An outpouring of support came from the community as Elizabeth’s love for peacocks became the focus of many gifts, including peacock umbrellas, jewelry, rain boots, blankets and a glass vase filled with peacock feathers from her classmates.
Elizabeth’s love for the colorful birds and art could only be rivaled by her passion for lacrosse, which her two sisters played as well. She picked up the sport in second grade, playing on local club teams like the Orange Crush up until her eighth grade year.
Elizabeth showed her intense competitiveness on the field while also being a graceful winner and loser, Martin said.
“She was an all too rare mix of spunk and grace,” he said.
“She was a very kind person. She did lift you up … I think her sisters miss her a great deal, because she was so supportive.”
In Feb. 2012, Elizabeth went on the operating table – a surgery to help treat her worsening brain tumor. Elizabeth had begun to lose her motor skills because of the tumor’s increasing size.
But that didn’t stop her from enjoying the sport she loved one last time. Three months after her surgery, Elizabeth took to the field for her lacrosse team’s final game of the spring season.

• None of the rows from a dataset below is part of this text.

//! Health checks for readiness and liveness probes

use crate::service::engine::{Engine, EngineSnapshot};
use anyhow::Result;
use serde::{Deserialize, Serialize};
use std::time::Instant;
use tracing::warn;

#[derive(Debug, Clone, Copy, Serialize, Deserialize, PartialEq, Eq)]
#[serde(rename_all = "lowercase")]
pub enum HealthStatus {
    Healthy,
    Degraded,
    Unhealthy,
}

impl HealthStatus {
    /// Gauge value: 0 unhealthy, 1 degraded, 2 healthy
    pub fn as_gauge(&self) -> u8 {
        match self {
            HealthStatus::Unhealthy => 0,
            HealthStatus::Degraded => 1,
            HealthStatus::Healthy => 2,
        }
    }

    fn worst(self, other: HealthStatus) -> HealthStatus {
        if self.as_gauge() <= other.as_gauge() {
            self
        } else {
            other
        }
    }
}

impl std::fmt::Display for HealthStatus {
    fn fmt(&self, f: &mut std::fmt::Formatter<'_>) -> std::fmt::Result {
        match self {
            HealthStatus::Healthy => write!(f, "healthy"),
            HealthStatus::Degraded => write!(f, "degraded"),
            HealthStatus::Unhealthy => write!(f, "unhealthy"),
        }
    }
}

#[derive(Debug, Clone, Serialize, Deserialize)]
pub struct HealthCheck {
    pub status: HealthStatus,
    pub service: String,
    pub version: String,
    pub timestamp: chrono::DateTime<chrono::Utc>,
    pub checks: Vec<ComponentCheck>,
    pub stats: EngineSnapshot,
}

#[derive(Debug, Clone, Serialize, Deserialize)]
pub struct ComponentCheck {
    pub name: String,
    pub status: HealthStatus,
    pub message: Option<String>,
    pub duration_ms: u64,
}

impl ComponentCheck {
    fn timed(name: &str, probe: impl FnOnce() -> (HealthStatus, Option<String>)) -> Self {
        let start = Instant::now();
        let (status, message) = probe();
        Self {
            name: name.to_string(),
            status,
            message,
            duration_ms: start.elapsed().as_millis() as u64,
        }
    }
}

impl HealthCheck {
    /// Full check of every component
    pub fn check(engine: &Engine, running: bool) -> Result<Self> {
        let checks = vec![
            ComponentCheck::timed("service_running", || {
                if running {
                    (HealthStatus::Healthy, None)
                } else {
                    (
                        HealthStatus::Unhealthy,
                        Some("Service is not running".to_string()),
                    )
                }
            }),
            Self::check_stores(engine),
            Self::check_ledger(engine),
        ];
        let status = checks
            .iter()
            .fold(HealthStatus::Healthy, |acc, c| acc.worst(c.status));
        let stats = engine.snapshot().unwrap_or_else(|e| {
            warn!("Could not build engine snapshot: {}", e);
            EngineSnapshot::default()
        });

        Ok(Self {
            status,
            service: engine.config().service.name.clone(),
            version: env!("CARGO_PKG_VERSION").to_string(),
            timestamp: chrono::Utc::now(),
            checks,
            stats,
        })
    }

    pub fn liveness_check(running: bool) -> HealthStatus {
        if running {
            HealthStatus::Healthy
        } else {
            HealthStatus::Unhealthy
        }
    }

    /// Ready when running and the stores answer
    pub fn readiness_check(engine: &Engine, running: bool) -> HealthStatus {
        if !running {
            return HealthStatus::Unhealthy;
        }
        Self::check_stores(engine).status
    }

    fn check_stores(engine: &Engine) -> ComponentCheck {
        ComponentCheck::timed("stores", || {
            let stores = engine.stores();
            match (
                stores.matches.count_by_state(),
                stores.queue.count_by_mode(crate::types::GameMode::OneVsOne),
            ) {
                (Ok(_), Ok(_)) => (HealthStatus::Healthy, None),
                (Err(e), _) | (_, Err(e)) => (HealthStatus::Unhealthy, Some(e.to_string())),
            }
        })
    }

    /// Disputed wagers need an operator; the service still works
    fn check_ledger(engine: &Engine) -> ComponentCheck {
        ComponentCheck::timed("wager_ledger", || match engine.ledger().revenue_stats() {
            Ok(stats) if stats.disputed_wagers > 0 => (
                HealthStatus::Degraded,
                Some(format!("{} disputed wager(s) awaiting review", stats.disputed_wagers)),
            ),
            Ok(_) => (HealthStatus::Healthy, None),
            Err(e) => (HealthStatus::Unhealthy, Some(e.to_string())),
        })
    }

    pub fn to_json(&self) -> Result<String> {
        serde_json::to_string_pretty(self)
            .map_err(|e| anyhow::anyhow!("Failed to serialize health check: {}", e))
    }
}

A soft rugby helmet protected her skull as she registered a handful of shots on goal – her teammates passing the ball to her lacrosse stick every chance they got.
Elizabeth’s few minutes on the field may have been the only playing time she got that season, but the moment couldn’t have been more special for the Buckley family, Martin said.
“The recovery from that surgery was very challenging for her, but she so loved lacrosse that she was able to come back and play,” Martin said.
“She lost her step and wasn’t as fast, but she got out there and played … that was pretty special … realistically we knew her health would not allow her to play ever again.”
The Buckley family continued to receive an outpouring of support from the community as Elizabeth pressed on through her condition.
On the night of the eighth grade dance at St. Margret Mary, it was John Michael’s turn to show his support for Elizabeth. The Winter Park Boy Scout already knew just what to do before the dance, said his mother Valorie.
“I ironed his shirt like a good mom and I said, ‘I need to talk you before you leave,’” Valorie said.
“He said, ‘Don’t worry, I’m going to dance with Elizabeth.’”
That night the two of them shared a dance, unaware of the campaign John Michael would later spearhead in Elizabeth’s name.
Unaware of what might come next, completely absorbed in the moment, the two moved to the music.
Elizabeth’s battle ended just as 2012 came to a close. She passed away New Year’s Eve of that year.
John Michael said he plans to host a dedication ceremony for Elizabeth once the fountain is acquired and finished, hoping to have it placed in the Central Park rose garden by this fall.
“It’s immensely gratifying to us as a family that not only is she still remembered, but she’s remembered so fondly that she would serve a catalyst to what is a really amazing project,” Martin said. “…A signature fountain by a world-renowned sculptor in Central Park – a place that she loved – that everyone can enjoy.”
“It’s very important to me,” said Pamela as her voice quivered, “because I know that it’s a place where she’ll be remembered for years and years and years.”
Martin and Pamela hope to see the memories of their daughter take shape and substance, materializing into a fountain their family can visit for generations.
Elizabeth would spend hours playing in that park, Pamela said.
With her memory preserved in glimmering bronze, Elizabeth’s spirit would never have to leave.